There’s so many different elements I could write up about, that would describe what makes this game be the pinnacle of this current gen, but I don’t have the word count. My hopes are that Hello Games listen to the players’ experiences and think about creating DLC and updates that will make them even prouder of what they have achieved.[divider] [/divider]
I’m not going to lie. No Man’s Sky is a game that only became on my radar quite recently. There are people that have been anticipating this game since it was first announced by the small team at Hello Games, but I am definitely not one of those. It has been the hallmark title for the PS4 for quite a number of major showings now, which definitely peaked my interest. My main concern with the game was always that the trailers were intriguing and the game oozed atmosphere, but I never really understood what you’d be doing in the game.

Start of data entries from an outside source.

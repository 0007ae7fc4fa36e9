#![allow(dead_code)]

use flashcard_service::config::{
    FlashcardConfig, GatewayConfig, GeminiSettings, MediaConfig, SessionConfig,
};
use flashcard_service::services::providers::mock::MockProvider;
use flashcard_service::services::SessionStore;
use flashcard_service::startup::Application;
use reqwest::multipart;
use secrecy::SecretString;
use service_core::config::Config as CoreConfig;
use std::path::PathBuf;
use std::sync::Arc;
use uuid::Uuid;

pub struct TestApp {
    pub address: String,
    pub port: u16,
    pub sessions: SessionStore,
    pub provider: Arc<MockProvider>,
    pub media_dir: PathBuf,
    pub client: reqwest::Client,
}

pub fn test_config(media_dir: PathBuf) -> FlashcardConfig {
    FlashcardConfig {
        common: CoreConfig {
            host: "127.0.0.1".to_string(),
            port: 0, // Random port for testing
            log_level: "debug".to_string(),
        },
        gemini: GeminiSettings {
            api_key: SecretString::new("test-api-key".to_string()),
            model: "gemini-2.5-flash".to_string(),
            api_base: "http://127.0.0.1:9".to_string(),
            request_timeout_secs: 5,
        },
        media: MediaConfig {
            temp_dir: media_dir,
            max_upload_bytes: 10 * 1024 * 1024,
        },
        gateway: GatewayConfig {
            max_attempts: 5,
            initial_backoff_ms: 10,
            poll_interval_ms: 10,
            poll_max_attempts: 5,
        },
        session: SessionConfig::default(),
    }
}

impl TestApp {
    pub async fn spawn() -> Self {
        Self::spawn_with(MockProvider::new()).await
    }

    pub async fn spawn_with(provider: MockProvider) -> Self {
        let media_dir = PathBuf::from(format!("target/test-media-{}", Uuid::new_v4()));
        let provider = Arc::new(provider);

        let app = Application::build_with_provider(test_config(media_dir.clone()), provider.clone())
            .await
            .expect("Failed to build test application");

        let port = app.port();
        let sessions = app.sessions();
        let address = format!("http://127.0.0.1:{}", port);

        tokio::spawn(async move {
            app.run_until_stopped().await.ok();
        });

        // Wait for HTTP server to be ready by polling health endpoint
        let client = reqwest::Client::new();
        let health_url = format!("{}/health", address);
        for _ in 0..50 {
            if client.get(&health_url).send().await.is_ok() {
                break;
            }
            tokio::time::sleep(tokio::time::Duration::from_millis(50)).await;
        }

        TestApp {
            address,
            port,
            sessions,
            provider,
            media_dir,
            client,
        }
    }

    pub async fn upload(&self, filename: &str, session: Option<&str>) -> reqwest::Response {
        let form = multipart::Form::new().part(
            "file",
            multipart::Part::bytes(b"Plato, Republic, Book VII".to_vec())
                .file_name(filename.to_string())
                .mime_str("text/plain")
                .unwrap(),
        );

        let mut request = self
            .client
            .post(format!("{}/upload", self.address))
            .multipart(form);
        if let Some(session) = session {
            request = request.header("X-Session-ID", session);
        }

        request.send().await.expect("Failed to execute request.")
    }

    pub async fn chat(&self, query: &str, session: Option<&str>) -> reqwest::Response {
        let mut request = self
            .client
            .post(format!("{}/chat", self.address))
            .form(&[("query", query)]);
        if let Some(session) = session {
            request = request.header("X-Session-ID", session);
        }

        request.send().await.expect("Failed to execute request.")
    }

    /// Number of files left behind in the media staging directory.
    pub async fn staged_file_count(&self) -> usize {
        let mut entries = match tokio::fs::read_dir(&self.media_dir).await {
            Ok(entries) => entries,
            Err(_) => return 0,
        };
        let mut count = 0;
        while let Ok(Some(_)) = entries.next_entry().await {
            count += 1;
        }
        count
    }

    pub async fn cleanup(&self) {
        let _ = tokio::fs::remove_dir_all(&self.media_dir).await;
    }
}
use crate::observability::REQUEST_ID_HEADER;
use axum::http::HeaderValue;
use axum::{extract::Request, middleware::Next, response::Response};
use tracing::Instrument;
use uuid::Uuid;

/// Correlation id for the current request, available as a request extension.
#[derive(Debug, Clone)]
pub struct RequestId(pub String);

/// Reuse the caller's `x-request-id` or mint one, expose it to handlers and
/// echo it on the response.
pub async fn request_id_middleware(mut req: Request, next: Next) -> Response {
    let request_id = req
        .headers()
        .get(REQUEST_ID_HEADER)
        .and_then(|h| h.to_str().ok())
        .filter(|s| !s.is_empty())
        .map(|s| s.to_string())
        .unwrap_or_else(|| Uuid::new_v4().to_string());

    let header_value = HeaderValue::from_str(&request_id).ok();
    if let Some(value) = &header_value {
        req.headers_mut().insert(REQUEST_ID_HEADER, value.clone());
    }
    req.extensions_mut().insert(RequestId(request_id.clone()));

    let span = tracing::info_span!(
        "request",
        request_id = %request_id,
        method = %req.method(),
        path = %req.uri().path()
    );
    let mut response = next.run(req).instrument(span).await;

    if let Some(value) = header_value {
        response.headers_mut().insert(REQUEST_ID_HEADER, value);
    }

    response
}

#[cfg(test)]
mod tests {
    use super::*;
    use axum::http::Request;
    use axum::{Router, body::Body, middleware::from_fn, routing::get};
    use tower::ServiceExt;

    fn app() -> Router {
        Router::new()
            .route("/", get(|| async { "ok" }))
            .layer(from_fn(request_id_middleware))
    }

    #[tokio::test]
    async fn echoes_incoming_request_id() {
        let response = app()
            .oneshot(
                Request::builder()
                    .uri("/")
                    .header(REQUEST_ID_HEADER, "abc-123")
                    .body(Body::empty())
                    .unwrap(),
            )
            .await
            .unwrap();

        assert_eq!(response.headers()[REQUEST_ID_HEADER], "abc-123");
    }

    #[tokio::test]
    async fn generates_request_id_when_missing() {
        let response = app()
            .oneshot(Request::builder().uri("/").body(Body::empty()).unwrap())
            .await
            .unwrap();

        let id = response.headers()[REQUEST_ID_HEADER].to_str().unwrap();
        assert!(Uuid::parse_str(id).is_ok());
    }
}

As it became more evident that this was a game that you really had to put significant time and energy into, to get something out of it, I became more and more worried that the game wouldn’t be for me. Fast forward to the middle of August, when we’re in a massive gaming drought, and my interest for No Man’s Sky is huge, just purely on the fact that there really isn’t a whole lot happening in the gaming world at the moment besides Pokemon GO. I’m not somebody that likes huge, open experience, escpecially when there doesn’t appear to be a huge objective. Ultimately, within 2-3 hours, I realised that I was enjoying myself but knew that the enjoyment wouldn’t last. I was enjoying finding new planets, and coming across weird bird-shaped dinosaurs, but ultimately, I wasn’t in it for the long-haul and the grindy gameplay just wasn’t for me.
I completely appreciate Sean Murray in his team and absolutely hold him in the highest regard for what he has created, but I definitely think that numbers and marketing mumbo jumbo took over the experience in the lead-up to launch. I’m not sure that the fact that there were 18 quintillion planets should have been the main selling point of the game, and it definitely was.
I have no doubt that many people will enjoy No Man’s Sky, as its soundtrack and overall atmosphere building gameplay are ace, and there’s obviously some incredibly tech to pull off the procedurally generated world, but it just isn’t for me, and I’m ok with that. I’ll definitely sink some more time into it, but I won’t be taking it as seriously as some other people will.